I wish that was all I wanted lmao. I want so, so much more than that though. I've had relationships before (one in the not-so-distant past) and it just left me wanting more. It just made me realize I want more, I want to mean more to her and I want her to mean more to me. Sex is really pretty easy if you think about it. Relationships are not.


----------



## Kill Will (Oct 28, 2015)

For the most part, women want men with confidence, social skills, and sex appeal.
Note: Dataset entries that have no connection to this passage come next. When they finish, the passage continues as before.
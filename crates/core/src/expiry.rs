//! Document-expiry and overdue-remediation notification rules.
//!
//! The scan job calls these with an explicit `today`; nothing here reads the
//! clock. Dedup keys are stable per subject per day so repeated scans (from
//! any number of server instances) insert at most one notification each.

use crate::types::{Date, DbId};

/// Default number of days ahead of expiry at which a document is flagged.
pub const DEFAULT_LOOKAHEAD_DAYS: i64 = 30;

/// Window used by the crane logbook statistics ("recent" inspections).
pub const RECENT_WINDOW_DAYS: i64 = 30;

pub const NOTIFICATION_DOCUMENT_EXPIRING: &str = "document_expiring";
pub const NOTIFICATION_DOCUMENT_EXPIRED: &str = "document_expired";
pub const NOTIFICATION_REMEDIATION_ASSIGNED: &str = "remediation_assigned";
pub const NOTIFICATION_REMEDIATION_OVERDUE: &str = "remediation_overdue";

/// Every kind the engine queues; the inbox filter accepts only these.
pub const NOTIFICATION_KINDS: &[&str] = &[
    NOTIFICATION_DOCUMENT_EXPIRING,
    NOTIFICATION_DOCUMENT_EXPIRED,
    NOTIFICATION_REMEDIATION_ASSIGNED,
    NOTIFICATION_REMEDIATION_OVERDUE,
];

pub const DOCUMENT_KIND_CERTIFICATE: &str = "certificate";
pub const DOCUMENT_KIND_ADMISSION: &str = "admission_document";

/// All valid document kinds.
pub const VALID_DOCUMENT_KINDS: &[&str] = &[DOCUMENT_KIND_CERTIFICATE, DOCUMENT_KIND_ADMISSION];

/// Where a document stands relative to its validity date.
#[derive(Debug, Clone, Copy, PartialEq, Eq)]
pub enum ExpiryState {
    /// Still valid; expires in `days_remaining` days (0 = today).
    Expiring { days_remaining: i64 },
    /// Already past its validity date by `days_overdue` days.
    Expired { days_overdue: i64 },
}

impl ExpiryState {
    pub fn notification_kind(self) -> &'static str {
        match self {
            ExpiryState::Expiring { .. } => NOTIFICATION_DOCUMENT_EXPIRING,
            ExpiryState::Expired { .. } => NOTIFICATION_DOCUMENT_EXPIRED,
        }
    }
}

/// Classify a document. Returns `None` when it is outside the lookahead
/// window and needs no notification.
pub fn classify_expiry(valid_until: Date, today: Date, lookahead_days: i64) -> Option<ExpiryState> {
    let days = (valid_until - today).num_days();
    if days < 0 {
        Some(ExpiryState::Expired { days_overdue: -days })
    } else if days <= lookahead_days {
        Some(ExpiryState::Expiring {
            days_remaining: days,
        })
    } else {
        None
    }
}

/// Title and message for a document notification.
pub fn document_message(name: &str, valid_until: Date, state: ExpiryState) -> (String, String) {
    match state {
        ExpiryState::Expiring { days_remaining: 0 } => (
            format!("{name} expires today"),
            format!("{name} is valid until {valid_until}. Renew it today."),
        ),
        ExpiryState::Expiring { days_remaining } => (
            format!("{name} expires in {days_remaining} day(s)"),
            format!("{name} is valid until {valid_until}."),
        ),
        ExpiryState::Expired { days_overdue } => (
            format!("{name} has expired"),
            format!("{name} expired on {valid_until} ({days_overdue} day(s) ago)."),
        ),
    }
}

pub fn document_dedup_key(document_id: DbId, today: Date) -> String {
    format!("document_expiry:{document_id}:{today}")
}

pub fn overdue_dedup_key(remediation_id: DbId, today: Date) -> String {
    format!("remediation_overdue:{remediation_id}:{today}")
}

/// Assignment notifications fire once per remediation, ever.
pub fn assigned_dedup_key(remediation_id: DbId) -> String {
    format!("remediation_assigned:{remediation_id}")
}

pub fn validate_document_kind(kind: &str) -> Result<(), crate::error::CoreError> {
    if VALID_DOCUMENT_KINDS.contains(&kind) {
        Ok(())
    } else {
        Err(crate::error::CoreError::Validation(format!(
            "Invalid document kind '{kind}'. Must be one of: {}",
            VALID_DOCUMENT_KINDS.join(", ")
        )))
    }
}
You can have an advanced education, large bank account, and material things, but your chances of being rejected still exist even with those things if the woman senses your lack of confidence, social skills, and sex appeal.


----------



## Paper Samurai (Oct 1, 2009)

Lelouch Lamperouge said:


> They want balls in their mouth.
> 
> Meat plowing them
> 
> and sweaty balls hitting the back of their thighs.


Be right back, going to try and get my balls sweaty...


----------



## DiscardYourFear (Oct 19, 2015)

TenYears said:


> I wish that was all I wanted lmao. I want so, so much more than that though. I've had relationships before (one in the not-so-distant past) and it just left me wanting more. It just made me realize I want more, I want to mean more to her and I want her to mean more to me. Sex is really pretty easy if you think about it. Relationships are not.


This post made me think. So would you say that men with social anxiety like yourself may understand the importance of the companionship a woman offers more so than the average man would?


----------



## Damon (Oct 27, 2015)

DiscardYourFear said:


> This post made me think. So would you say that men with social anxiety like yourself may understand the importance of the companionship a woman offers more so than the average man would?


Yes, I believe so.


----------



## DiscardYourFear (Oct 19, 2015)

Damon said:


> Yes, I believe so.


Then I would say you men with social anxiety have something to offer a woman that the average man doesn't. Something that many, many women really want. Isn't that true?

I know that may not make approaching a woman any easier, but maybe it will help in some capacity. You are not losers (if that's what you think about yourself.) Good women, the right women, are going to appreciate the HELL out of you.


----------



## TenYears (Jan 15, 2010)

DiscardYourFear said:


> This post made me think. So would you say that men with social anxiety like yourself may understand the importance of the companionship a woman offers more so than the average man would?


Hmm...Idk, maybe. I mean, maybe, yeah.

I've never gotten into ONS much. I've had a few, and while I wouldn't say I regretted them (I don't) I also can't say I would ever do it again. They were fueled by a lot of booze and partying and some drugs usually and I just...it's not what I was ever looking for, really, even when I thought that's what I was looking for.

I don't know if men with SA look for companionship or friendship more, or not. I do. I've had relationships before, lots of them, that started out or turned into nothing but sex and I want so much more than that. And it's not because I got older. That gets brought up a lot here. I'm looking for the same things in a woman now that I was looking for when I was in my twenties, it hasn't changed in the last twenty or thirty years or so. Guess I haven't found her, or, maybe I'm too dysfunctional and she keeps running away lmao. Idk.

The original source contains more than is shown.